The expected answer holds every line from the first line of the data below through the line containing "use std::sync::Mutex;", exactly as written, and no other line.
[Opening PROVIDED DATA section]
#[cfg(test)]
pub(crate) mod tests {
    use super::*;
    use crate::agent::output::BotResponse;
    use crate::agent::tools::NoTools;
    use async_openai::types::{ChatCompletionToolType, FunctionCall};
    use std::collections::VecDeque;
    use std::sync::Mutex;

    /// Backend that replays canned turns and records request sizes.
    pub(crate) struct ScriptedBackend {
        turns: Mutex<VecDeque<ModelTurn>>,
        pub(crate) seen_messages: Mutex<Vec<usize>>,
    }

    impl ScriptedBackend {
        pub(crate) fn new(turns: Vec<ModelTurn>) -> Self {
            Self {
                turns: Mutex::new(turns.into()),
                seen_messages: Mutex::new(Vec::new()),
            }
        }
    }

    #[async_trait]
    impl ChatBackend for ScriptedBackend {
        async fn chat(&self, request: CreateChatCompletionRequest) -> Result<ModelTurn> {
            self.seen_messages.lock().unwrap().push(request.messages.len());
            self.turns
                .lock()
                .unwrap()
                .pop_front()
                .ok_or_else(|| TrellisError::Agent("script exhausted".to_string()))
        }
    }

    pub(crate) fn answer(content: &str) -> ModelTurn {
        ModelTurn {
            content: Some(content.to_string()),
            ..Default::default()
        }
    }

    pub(crate) fn tool_turn(name: &str, arguments: &str) -> ModelTurn {
        ModelTurn {
            tool_calls: vec![ChatCompletionMessageToolCall {
                id: format!("call_{}", name),
                r#type: ChatCompletionToolType::Function,
                function: FunctionCall {
                    name: name.to_string(),
                    arguments: arguments.to_string(),
                },
            }],
            ..Default::default()
        }
    }

    struct EchoTools;

    #[async_trait]
    impl ToolProvider for EchoTools {
        fn definitions(&self) -> Vec<async_openai::types::ChatCompletionTool> {
            crate::agent::tools::tool_definitions()
        }

        async fn call(&self, name: &str, arguments: &str) -> Result<String> {
            Ok(format!("{} -> {}", name, arguments))
        }
    }

    const GOOD: &str =
        r#"{"answer": "Use Agent()", "reasoning": "docs", "reference": "https://ai.pydantic.dev/", "confidence_percentage": 85}"#;

    #[tokio::test]
    async fn test_direct_answer() {
        let backend = Arc::new(ScriptedBackend::new(vec![answer(GOOD)]));
        let agent: Agent<BotResponse> = Agent::new(backend.clone(), "gpt-4.1", "system");

        let response = agent.run(&NoTools, "How do I create an agent?").await.unwrap();
        assert_eq!(response.output.confidence_percentage, 85);
        assert_eq!(response.iterations, 1);
        assert!(response.tool_calls.is_empty());
        assert_eq!(*backend.seen_messages.lock().unwrap(), vec![2]);
    }

    #[tokio::test]
    async fn test_tool_call_then_answer() {
        let backend = Arc::new(ScriptedBackend::new(vec![
            tool_turn("tavily_search", r#"{"query": "pydantic ai"}"#),
            answer(GOOD),
        ]));
        let agent: Agent<BotResponse> = Agent::new(backend.clone(), "gpt-4.1", "system");

        let response = agent.run(&EchoTools, "question").await.unwrap();
        assert_eq!(response.iterations, 2);
        assert_eq!(response.tool_calls.len(), 1);
        assert_eq!(
            response.tool_calls[0].result,
            r#"tavily_search -> {"query": "pydantic ai"}"#
        );
        // system + user, then + assistant tool call + tool result
        assert_eq!(*backend.seen_messages.lock().unwrap(), vec![2, 4]);
    }

    #[tokio::test]
    async fn test_tool_errors_are_fed_back() {
        let backend = Arc::new(ScriptedBackend::new(vec![
            tool_turn("missing_tool", "{}"),
            answer(GOOD),
        ]));
        let agent: Agent<BotResponse> = Agent::new(backend, "gpt-4.1", "system");

        let response = agent.run(&NoTools, "question").await.unwrap();
        assert!(response.tool_calls[0].result.starts_with("Tool error:"));
    }

    #[tokio::test]
    async fn test_invalid_output_is_retried() {
        let backend = Arc::new(ScriptedBackend::new(vec![
            answer(r#"{"answer": "a", "reasoning": "r", "reference": null, "confidence_percentage": 400}"#),
            answer(GOOD),
        ]));
        let agent: Agent<BotResponse> = Agent::new(backend.clone(), "gpt-4.1", "system");

        let response = agent.run(&NoTools, "question").await.unwrap();
        assert_eq!(response.iterations, 2);
        assert_eq!(*backend.seen_messages.lock().unwrap(), vec![2, 4]);
    }

    #[tokio::test]
    async fn test_invalid_output_exhausts_retries() {
        let backend = Arc::new(ScriptedBackend::new(vec![answer("nope"), answer("still nope")]));
        let agent: Agent<BotResponse> =
            Agent::new(backend, "gpt-4.1", "system").with_output_retries(1);

        let err = agent.run(&NoTools, "question").await.unwrap_err();
        assert!(err.to_string().contains("Invalid structured output"));
    }

    #[tokio::test]
    async fn test_max_iterations() {
        let backend = Arc::new(ScriptedBackend::new(vec![
            tool_turn("tavily_search", r#"{"query": "a"}"#),
            tool_turn("tavily_search", r#"{"query": "b"}"#),
            tool_turn("tavily_search", r#"{"query": "c"}"#),
        ]));
        let agent: Agent<BotResponse> =
            Agent::new(backend, "gpt-4.1", "system").with_max_iterations(2);

        let err = agent.run(&EchoTools, "question").await.unwrap_err();
        assert!(err.to_string().contains("maximum iterations (2)"));
    }

    #[tokio::test]
    async fn test_refusal() {
        let backend = Arc::new(ScriptedBackend::new(vec![ModelTurn {
            refusal: Some("I can't help with that".to_string()),
            ..Default::default()
        }]));
        let agent: Agent<BotResponse> = Agent::new(backend, "gpt-4.1", "system");

        let err = agent.run(&NoTools, "question").await.unwrap_err();
        assert!(err.to_string().contains("Model refused"));
    }

    #[test]
    fn test_tool_call_record_display() {
        let record = ToolCallRecord {
            name: "tavily_search".to_string(),
            arguments: r#"{"query": "test"}"#.to_string(),
            result: "[]".to_string(),
        };
        assert_eq!(format!("{}", record), r#"tavily_search({"query": "test"})"#);
    }
}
[Closing PROVIDED DATA section]
RESPONSE TO THIS EXERCISE:
#[cfg(test)]
pub(crate) mod tests {
    use super::*;
    use crate::agent::output::BotResponse;
    use crate::agent::tools::NoTools;
    use async_openai::types::{ChatCompletionToolType, FunctionCall};
    use std::collections::VecDeque;
    use std::sync::Mutex;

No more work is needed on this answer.